Your gateway to endless inspiration
"I disobeyed the first, most crucial rule.
I hung back at the doorway, hesitant and afraid."
Yet another thing I find absolutely wonderful about how Jonathan Stroud wrote Lucy Carlyle is how he betrays her with the narrative.
In The Screaming Staircase, at the start of her story, Lucy gives us an idea of how she wants to be perceived; unaffected, unbothered, unburdened by fear or particularly revelatory emotions. She drops horrifically painful realities about her childhood on us as if she were describing a dull gray rock she found on the ground. She tries very, very hard to school her emotions around Lockwood and George. And if she had been written by anyone else, she might have fallen prey to the "strong independent female character" tar pit of a stereotype.

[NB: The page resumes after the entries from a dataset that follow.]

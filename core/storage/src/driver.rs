//! Storage driver trait definition.

use async_trait::async_trait;
use bytes::Bytes;
use futures::Stream;
use serde::{Deserialize, Serialize};
use std::pin::Pin;
use std::time::Duration;
use tokio::io::AsyncRead;
use tokio::sync::watch;
use tokio::task::JoinHandle;
use tokio_util::sync::CancellationToken;

use driveshare_common::{DrivePath, Error, Result, SigningKey};

use crate::tree::FileNode;

/// A download link offered to clients.
#[derive(Debug, Clone, PartialEq, Eq, Serialize, Deserialize)]
pub struct DownloadUrl {
    /// Display label.
    pub title: String,
    /// Absolute URL, possibly signed.
    #[serde(rename = "downloadUrl")]
    pub url: String,
}

/// An extra download mirror configured by the site operator.
///
/// The file path is appended verbatim to `url`.
#[derive(Debug, Clone, PartialEq, Eq, Serialize, Deserialize)]
pub struct DownloadMirror {
    pub title: String,
    pub url: String,
}

impl DownloadMirror {
    /// Link to `path` on this mirror.
    pub fn link(&self, path: &DrivePath) -> DownloadUrl {
        DownloadUrl {
            title: self.title.clone(),
            url: format!("{}{}", self.url.trim_end_matches('/'), path),
        }
    }
}

/// Append one link per mirror.
pub fn with_mirrors(
    mut urls: Vec<DownloadUrl>,
    path: &DrivePath,
    mirrors: &[DownloadMirror],
) -> Vec<DownloadUrl> {
    urls.extend(mirrors.iter().map(|m| m.link(path)));
    urls
}

/// Byte stream type for download operations.
pub type ByteStream = Pin<Box<dyn Stream<Item = Result<Bytes>> + Send>>;

/// Request body handed to a driver by the transfer gate.
pub struct ObjectBody {
    /// Raw file bytes.
    pub reader: Pin<Box<dyn AsyncRead + Send>>,
    /// Declared length (`Content-Length`), when the client sent one.
    pub length: Option<u64>,
}

impl ObjectBody {
    pub fn new(reader: Pin<Box<dyn AsyncRead + Send>>, length: Option<u64>) -> Self {
        Self { reader, length }
    }

    /// Declared length, required by drivers that pre-register uploads.
    pub fn required_length(&self) -> Result<u64> {
        self.length.ok_or_else(|| {
            Error::InvalidInput("Content-Length is required for this driver".to_string())
        })
    }
}

/// What the gate should answer to a signed GET.
pub enum ObjectRead {
    /// Redirect the client to a backend-issued link.
    Redirect(String),
    /// Stream the bytes through the gate.
    Stream {
        body: ByteStream,
        length: u64,
        content_type: String,
        file_name: String,
    },
}

impl std::fmt::Debug for ObjectRead {
    fn fmt(&self, f: &mut std::fmt::Formatter<'_>) -> std::fmt::Result {
        match self {
            ObjectRead::Redirect(url) => f.debug_tuple("Redirect").field(url).finish(),
            ObjectRead::Stream {
                length,
                content_type,
                file_name,
                ..
            } => f
                .debug_struct("Stream")
                .field("length", length)
                .field("content_type", content_type)
                .field("file_name", file_name)
                .finish_non_exhaustive(),
        }
    }
}

/// Methods a driver serves on its signed proxy endpoint.
#[derive(Debug, Clone, Copy, PartialEq, Eq, Hash)]
pub enum GateMethod {
    Put,
    Get,
    Delete,
}

/// Storage driver trait for the four backends.
///
/// The first five operations are the capability set consumed by the rest of
/// the system. The remaining ones are the raw I/O the transfer gate performs
/// after it has verified a signed URL; a driver only needs to implement the
/// ones it lists in [`Driver::routes`].
///
/// Every path is backend-root-relative.
#[async_trait]
pub trait Driver: Send + Sync {
    /// Driver identifier, also the `{name}` of `/driver/{name}`.
    fn name(&self) -> &str;

    /// Connectivity self-test.
    ///
    /// # Errors
    /// - Credentials rejected
    /// - Backend unreachable
    async fn check(&self) -> Result<()>;

    /// URL a client can `PUT` the file bytes to.
    async fn pre_upload_url(&self, path: &DrivePath) -> Result<String>;

    /// URL a client can send `DELETE` to.
    async fn pre_delete_url(&self, path: &DrivePath) -> Result<String>;

    /// Download links for a file, followed by one link per mirror.
    async fn download_url(
        &self,
        path: &DrivePath,
        mirrors: &[DownloadMirror],
    ) -> Result<Vec<DownloadUrl>>;

    /// Materialize the complete tree below `path`.
    ///
    /// # Errors
    /// - `NotFound` if `path` does not exist
    /// - `NotADirectory` if `path` is a file
    async fn walk_dir(&self, path: &DrivePath) -> Result<FileNode>;

    /// Key the gate verifies this driver's signed URLs with.
    fn signing_key(&self) -> &SigningKey;

    /// Proxy endpoints this driver serves.
    fn routes(&self) -> &'static [GateMethod];

    /// Store the body at `path`, creating parent directories as needed.
    async fn put_object(
        &self,
        path: &DrivePath,
        _body: ObjectBody,
        _cancel: &CancellationToken,
    ) -> Result<()> {
        Err(Error::UnsupportedOperation(format!(
            "{} does not accept proxied uploads of {}",
            self.name(),
            path
        )))
    }

    /// Remove the file at `path`.
    async fn delete_object(&self, path: &DrivePath) -> Result<()> {
        Err(Error::UnsupportedOperation(format!(
            "{} does not accept proxied deletes of {}",
            self.name(),
            path
        )))
    }

    /// Resolve a signed GET of `path`.
    async fn read_object(&self, path: &DrivePath) -> Result<ObjectRead> {
        Err(Error::UnsupportedOperation(format!(
            "{} does not serve proxied reads of {}",
            self.name(),
            path
        )))
    }

    /// Start the proactive access-token refresh, for OAuth drivers.
    fn spawn_token_refresh(&self, _period: Duration) -> Option<JoinHandle<()>> {
        None
    }

    /// Receive rotated refresh tokens, for OAuth drivers.
    ///
    /// The current refresh token is the initial value; every rotation must be
    /// persisted by the owner of the configuration to keep access.
    fn subscribe_refresh_token(&self) -> Option<watch::Receiver<String>> {
        None
    }
}

#[cfg(test)]
mod tests {
    use super::*;

    #[test]
    fn test_download_url_serialization() {
        let url = DownloadUrl {
            title: "Direct".to_string(),
            url: "https://example.com/a".to_string(),
        };
        let json = serde_json::to_value(&url).unwrap();
        assert_eq!(json["title"], "Direct");
        assert_eq!(json["downloadUrl"], "https://example.com/a");
    }

    #[test]
    fn test_mirror_links_append_path() {
        let mirrors = vec![
            DownloadMirror {
                title: "CDN".to_string(),
                url: "https://cdn.example.com/".to_string(),
            },
            DownloadMirror {
                title: "Backup".to_string(),
                url: "https://backup.example.com/files".to_string(),
            },
        ];
        let path = DrivePath::parse("/docs/a.pdf").unwrap();
        let urls = with_mirrors(Vec::new(), &path, &mirrors);

        assert_eq!(urls.len(), 2);
        assert_eq!(urls[0].url, "https://cdn.example.com/docs/a.pdf");
        assert_eq!(urls[1].title, "Backup");
        assert_eq!(urls[1].url, "https://backup.example.com/files/docs/a.pdf");
    }

    #[test]
    fn test_required_length() {
        let body = ObjectBody::new(Box::pin(tokio::io::empty()), None);
        assert!(matches!(body.required_length(), Err(Error::InvalidInput(_))));
        let body = ObjectBody::new(Box::pin(tokio::io::empty()), Some(0));
        assert_eq!(body.required_length().unwrap(), 0);
    }
}
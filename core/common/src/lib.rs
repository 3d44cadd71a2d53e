//! Common utilities and types shared across the driveshare crates.
//!
//! This module provides the error taxonomy every storage driver reports in,
//! the normalized path type all driver operations take, and the signed URL
//! codec that gates proxied transfers.

pub mod error;
pub mod signing;
pub mod types;

pub use error::{Error, Result};
pub use signing::{SignedUrl, SigningKey, DOWNLOAD_TTL, READ_TTL, WRITE_TTL};
pub use types::{DrivePath, SensitiveBytes};
//! Short-lived cache of directory listings.
//!
//! Uses moka for concurrent caching with automatic TTL expiry. Entries are
//! never evicted proactively; writes invalidate the parent directory's entry.

use moka::sync::Cache;
use std::future::Future;
use std::sync::atomic::{AtomicU64, Ordering};
use std::sync::Arc;
use std::time::Duration;
use tracing::debug;

use driveshare_common::{DrivePath, Result};

/// Default time-to-live for a cached listing.
pub const DEFAULT_TTL: Duration = Duration::from_secs(30);

const MAX_ENTRIES: u64 = 10_000;

/// Directory path -> children listing.
pub struct DirectoryCache<V: Clone + Send + Sync + 'static> {
    entries: Cache<DrivePath, Arc<Vec<V>>>,
    /// Bumped on every invalidation; a fetch that raced with one is not cached.
    generation: AtomicU64,
}

impl<V: Clone + Send + Sync + 'static> DirectoryCache<V> {
    /// Create a cache whose entries expire `ttl` after insertion.
    pub fn new(ttl: Duration) -> Self {
        Self {
            entries: Cache::builder()
                .max_capacity(MAX_ENTRIES)
                .time_to_live(ttl)
                .build(),
            generation: AtomicU64::new(0),
        }
    }

    /// Cached children of `dir`, if present and not expired.
    pub fn get(&self, dir: &DrivePath) -> Option<Arc<Vec<V>>> {
        self.entries.get(dir)
    }

    /// Store a listing. Empty listings are not cached.
    pub fn populate(&self, dir: DrivePath, children: Vec<V>) -> Arc<Vec<V>> {
        let children = Arc::new(children);
        if !children.is_empty() {
            self.entries.insert(dir, children.clone());
        }
        children
    }

    /// Return the cached listing or fetch and cache it.
    ///
    /// Misses and expired entries are not errors; they trigger `fetch`.
    pub async fn get_or_populate<F, Fut>(&self, dir: &DrivePath, fetch: F) -> Result<Arc<Vec<V>>>
    where
        F: FnOnce() -> Fut,
        Fut: Future<Output = Result<Vec<V>>>,
    {
        if let Some(children) = self.get(dir) {
            debug!("Listing cache hit: {}", dir);
            return Ok(children);
        }
        debug!("Listing cache miss: {}", dir);

        let generation = self.generation.load(Ordering::Acquire);
        let children = fetch().await?;
        if self.generation.load(Ordering::Acquire) == generation {
            Ok(self.populate(dir.clone(), children))
        } else {
            Ok(Arc::new(children))
        }
    }

    /// Drop the entry for `dir`.
    pub fn invalidate(&self, dir: &DrivePath) {
        self.generation.fetch_add(1, Ordering::AcqRel);
        self.entries.invalidate(dir);
    }

    /// Drop the entry of the directory containing `path`.
    pub fn invalidate_parent(&self, path: &DrivePath) {
        let parent = path.parent().unwrap_or_else(DrivePath::root);
        debug!("Invalidating listing of {}", parent);
        self.invalidate(&parent);
    }
}

impl<V: Clone + Send + Sync + 'static> Default for DirectoryCache<V> {
    fn default() -> Self {
        Self::new(DEFAULT_TTL)
    }
}
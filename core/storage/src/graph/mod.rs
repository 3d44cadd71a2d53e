//! Microsoft Graph (OneDrive) backend.
//!
//! Items are addressed by path below a configurable root folder. Access
//! tokens come from a standard OAuth2 refresh-token grant.

mod auth;
mod client;
mod driver;

pub use auth::{GraphAuth, GraphAuthConfig, DEFAULT_TOKEN_URL};
pub use client::{GraphClient, GraphItem, DEFAULT_API_BASE};
pub use driver::{schema, GraphDrive, GraphDriveConfig, SMALL_UPLOAD_LIMIT};
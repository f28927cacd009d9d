// Copyright (c) 2025 LLM DevOps
// SPDX-License-Identifier: MIT OR Apache-2.0

//! Static agent configuration (`AgentDefinition`) and its runtime instances
//! (`AgentInstance`) as tracked by the multi-agent controller.

use serde::{Deserialize, Serialize};
use std::collections::HashMap;

#[derive(Debug, Clone, Copy, PartialEq, Eq, Serialize, Deserialize)]
#[serde(rename_all = "snake_case")]
pub enum AgentStatus {
    Idle,
    Busy,
    Offline,
    Error,
}

/// A reusable agent template: capabilities, defaults, and whether it's
/// currently eligible for assignment.
#[derive(Debug, Clone, Serialize, Deserialize)]
pub struct AgentDefinition {
    pub id: String,
    pub name: String,
    pub capabilities: Vec<String>,
    pub is_enabled: bool,
}

/// A running/assignable instance of an `AgentDefinition`, scoped to a
/// workspace/project.
#[derive(Debug, Clone, Serialize, Deserialize)]
pub struct AgentInstance {
    pub id: String,
    pub definition_id: String,
    pub workspace_id: String,
    pub project_id: String,
    pub status: AgentStatus,
    #[serde(default)]
    pub config: HashMap<String, serde_json::Value>,
}

impl AgentInstance {
    pub fn memory_limit_mb(&self) -> u32 {
        self.config.get("memory_limit").and_then(|v| v.as_u64()).unwrap_or(512) as u32
    }

    pub fn cpu_limit_cores(&self) -> u32 {
        self.config.get("cpu_limit").and_then(|v| v.as_u64()).unwrap_or(1) as u32
    }
}
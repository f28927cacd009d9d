// Copyright (c) 2025 LLM DevOps
// SPDX-License-Identifier: MIT OR Apache-2.0

//! Error type for the persistence layer.

use thiserror::Error;

#[derive(Debug, Error)]
pub enum StateError {
    #[error("failed to connect to state database: {0}")]
    Connection(String),

    #[error("database query failed: {0}")]
    Query(String),

    #[error("record not found: {0}")]
    NotFound(String),

    #[error("failed to (de)serialize stored value: {0}")]
    Serialization(#[from] serde_json::Error),
}

impl From<sqlx::Error> for StateError {
    fn from(err: sqlx::Error) -> Self {
        StateError::Query(err.to_string())
    }
}

pub type Result<T> = std::result::Result<T, StateError>;
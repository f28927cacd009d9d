// Copyright (c) 2025 LLM DevOps
// SPDX-License-Identifier: Apache-2.0

//! LLM Orchestrator CLI.

use anyhow::{Context, Result};
use clap::{Parser, Subcommand};
use colored::Colorize;
use llm_orchestrator_benchmarks::{
    benchmarks::io::{write_raw_results, write_summary},
    run_all_benchmarks,
};
use llm_orchestrator_core::config::OrchestratorConfig;
use llm_orchestrator_core::context::WorkflowContext;
use llm_orchestrator_core::dependency_resolver;
use llm_orchestrator_core::executor::new_execution_id;
use llm_orchestrator_core::workflow::WorkflowDefinition;
use llm_orchestrator_sdk::OrchestratorBuilder;
use serde_json::Value;
use std::collections::HashMap;
use std::fs;
use std::path::Path;
use tracing::{error, info};
use tracing_subscriber::{layer::SubscriberExt, util::SubscriberInitExt};

#[derive(Parser)]
#[command(name = "llm-orchestrator")]
#[command(version, about = "LLM Workflow Orchestrator", long_about = None)]
struct Cli {
    #[command(subcommand)]
    command: Commands,

    /// Enable verbose logging
    #[arg(short, long, global = true)]
    verbose: bool,
}

#[derive(Subcommand)]
enum Commands {
    /// Validate a workflow definition
    Validate {
        /// Path to workflow file
        #[arg(value_name = "FILE")]
        file: String,
    },

    /// Run a workflow
    Run {
        /// Path to workflow file
        #[arg(value_name = "FILE")]
        file: String,

        /// Input JSON string or file, merged into the workflow's initial variables
        #[arg(short, long)]
        input: Option<String>,

        /// Workspace id the execution is scoped to
        #[arg(long, default_value = "default-workspace")]
        workspace: String,

        /// Project id the execution is scoped to
        #[arg(long, default_value = "default-project")]
        project: String,
    },

    /// Run the canonical benchmark suite
    Benchmark {
        /// Output directory for benchmark results
        #[arg(short, long, default_value = "benchmarks/output")]
        output: String,

        /// Output format: json, markdown, or both
        #[arg(short, long, default_value = "both")]
        format: String,

        /// Run benchmarks quietly (no progress output)
        #[arg(short, long)]
        quiet: bool,
    },
}

#[tokio::main]
async fn main() {
    let cli = Cli::parse();

    // Initialize tracing
    let log_level = if cli.verbose {
        tracing::Level::DEBUG
    } else {
        tracing::Level::INFO
    };

    tracing_subscriber::registry()
        .with(
            tracing_subscriber::EnvFilter::try_from_default_env()
                .unwrap_or_else(|_| format!("llm_orchestrator={}", log_level).into()),
        )
        .with(tracing_subscriber::fmt::layer())
        .init();

    let result = match cli.command {
        Commands::Validate { file } => validate_workflow(&file),
        Commands::Run { file, input, workspace, project } => run_workflow(&file, input.as_deref(), &workspace, &project).await,
        Commands::Benchmark { output, format, quiet } => run_benchmarks(&output, &format, quiet).await,
    };

    if let Err(e) = result {
        error!("{}", e);
        eprintln!("{} {}", "Error:".red().bold(), e);
        std::process::exit(1);
    }
}

fn load_workflow(file_path: &str) -> Result<WorkflowDefinition> {
    let content = fs::read_to_string(file_path).with_context(|| format!("Failed to read workflow file: {}", file_path))?;
    serde_yaml::from_str(&content).with_context(|| format!("Failed to parse workflow YAML: {}", file_path))
}

fn validate_workflow(file_path: &str) -> Result<()> {
    info!("Validating workflow: {}", file_path);
    println!("{} {}", "Validating workflow:".cyan().bold(), file_path);

    let workflow = load_workflow(file_path)?;
    info!("Parsed workflow: {} v{}", workflow.name, workflow.version);

    let validation = dependency_resolver::validate(&workflow.steps);
    if !validation.is_valid() {
        println!("{}", "✗ Workflow is invalid".red().bold());
        for err in &validation.errors {
            println!("  {} {}", "error:".red(), err);
        }
        anyhow::bail!("workflow validation failed with {} error(s)", validation.errors.len());
    }

    println!("{}", "✓ Workflow is valid".green().bold());
    println!("  Name: {}", workflow.name);
    println!("  Version: {}", workflow.version);
    println!("  Steps: {}", workflow.steps.len());
    for warning in &validation.warnings {
        println!("  {} {}", "warning:".yellow(), warning);
    }

    Ok(())
}

async fn run_workflow(file_path: &str, input: Option<&str>, workspace_id: &str, project_id: &str) -> Result<()> {
    info!("Running workflow: {}", file_path);
    println!("{} {}", "Running workflow:".cyan().bold(), file_path);

    let workflow = load_workflow(file_path)?;
    info!("Parsed workflow: {} v{}", workflow.name, workflow.version);

    let validation = dependency_resolver::validate(&workflow.steps);
    if !validation.is_valid() {
        anyhow::bail!(
            "workflow validation failed: {}",
            validation.errors.first().map(|e| e.to_string()).unwrap_or_default()
        );
    }

    let variables = if let Some(input_str) = input { parse_input(input_str)? } else { HashMap::new() };
    info!("Workflow variables: {:?}", variables);

    let orchestrator = OrchestratorBuilder::new(OrchestratorConfig::from_env()).with_providers_from_env().build();

    let execution_id = new_execution_id();
    let context = WorkflowContext::new(execution_id, workspace_id, project_id, variables);

    println!("{}", "Executing workflow...".cyan());
    let results = orchestrator.run(workflow, context).await.with_context(|| "Workflow execution failed")?;

    let failed = results.iter().any(|r| r.status == llm_orchestrator_core::workflow::StepExecutionStatus::Failed);
    if failed {
        println!("{}", "✗ Workflow completed with failures".red().bold());
    } else {
        println!("{}", "✓ Workflow completed successfully".green().bold());
    }

    println!("\n{}", "Results:".cyan().bold());
    for result in &results {
        println!(
            "  {} {} ({:?}, {}ms)",
            "●".cyan(),
            result.step_id,
            result.status,
            result.duration.as_millis()
        );
        if let Some(err) = &result.error {
            println!("    {} {}", "error:".red(), err);
        }
    }

    if failed {
        anyhow::bail!("one or more workflow steps failed");
    }
    Ok(())
}

fn parse_input(input_str: &str) -> Result<HashMap<String, Value>> {
    // Check if input is a file path
    if Path::new(input_str).exists() {
        let content = fs::read_to_string(input_str).with_context(|| format!("Failed to read input file: {}", input_str))?;
        serde_json::from_str(&content).with_context(|| format!("Failed to parse input JSON from file: {}", input_str))
    } else {
        // Try to parse as JSON string
        serde_json::from_str(input_str).with_context(|| "Failed to parse input JSON string")
    }
}

/// Runs the canonical benchmark suite.
async fn run_benchmarks(output_dir: &str, format: &str, quiet: bool) -> Result<()> {
    if !quiet {
        println!("{}", "Running LLM Orchestrator Benchmarks...".cyan().bold());
        println!();
    }

    info!("Starting benchmark suite");

    // Run all benchmarks
    let results = run_all_benchmarks().await;

    if !quiet {
        println!("{} {} benchmarks", "✓ Completed".green().bold(), results.len());
        println!();

        // Print summary
        for result in &results {
            let duration = result
                .metrics
                .get("duration_ms")
                .and_then(|v| v.as_f64())
                .map(|d| format!("{:.2}ms", d))
                .unwrap_or_else(|| "N/A".to_string());

            let ops = result
                .metrics
                .get("ops_per_sec")
                .and_then(|v| v.as_f64())
                .map(|o| format!("{:.0} ops/sec", o))
                .unwrap_or_else(|| "".to_string());

            println!("  {} {} - {} {}", "●".green(), result.target_id.cyan(), duration, ops.dimmed());
        }
        println!();
    }

    // Create output directory
    fs::create_dir_all(output_dir).with_context(|| format!("Failed to create output directory: {}", output_dir))?;

    // Write output based on format
    let write_json = format == "json" || format == "both";
    let write_md = format == "markdown" || format == "both";

    if write_json {
        let paths = write_raw_results(&results, output_dir).with_context(|| "Failed to write raw benchmark results")?;

        if !quiet {
            println!("{} JSON results written:", "✓".green().bold());
            for path in &paths {
                println!("  {}", path.dimmed());
            }
        }
    }

    if write_md {
        let summary_path = write_summary(&results, output_dir).with_context(|| "Failed to write benchmark summary")?;

        if !quiet {
            println!("{} Summary written: {}", "✓".green().bold(), summary_path.dimmed());
        }
    }

    if !quiet {
        println!();
        println!("{}", "Benchmark suite completed successfully!".green().bold());
    }

    info!("Benchmark suite completed with {} results", results.len());

    Ok(())
}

But then along comes Annabel Ward's ghost.
And the narrative looks at Lucy and says "I know how you wish to present yourself, but that's not who you are."
And Lucy is repeatedly shown to be incredibly Sensitive in so many ways. She is under the influence of the ghost of Annie Ward, but the emotions are still partly Lucy's. And most of the time she has the emotional intelligence to differentiate which feelings are hers and which ones are Annie's, and where they overlap. She chokes up with empathy on multiple occasions in the process of uncovering what happened to Annie Ward. She becomes enflamed with the desire for justice for someone who was murdered decades before she was born. She's shown that by her very nature, her emotions are her strength and not her weakness. Because she has a narrative that loves her and isn't lazy about her. She is the narrator and she tells us who she is, but the narrative shows her and us who she really is.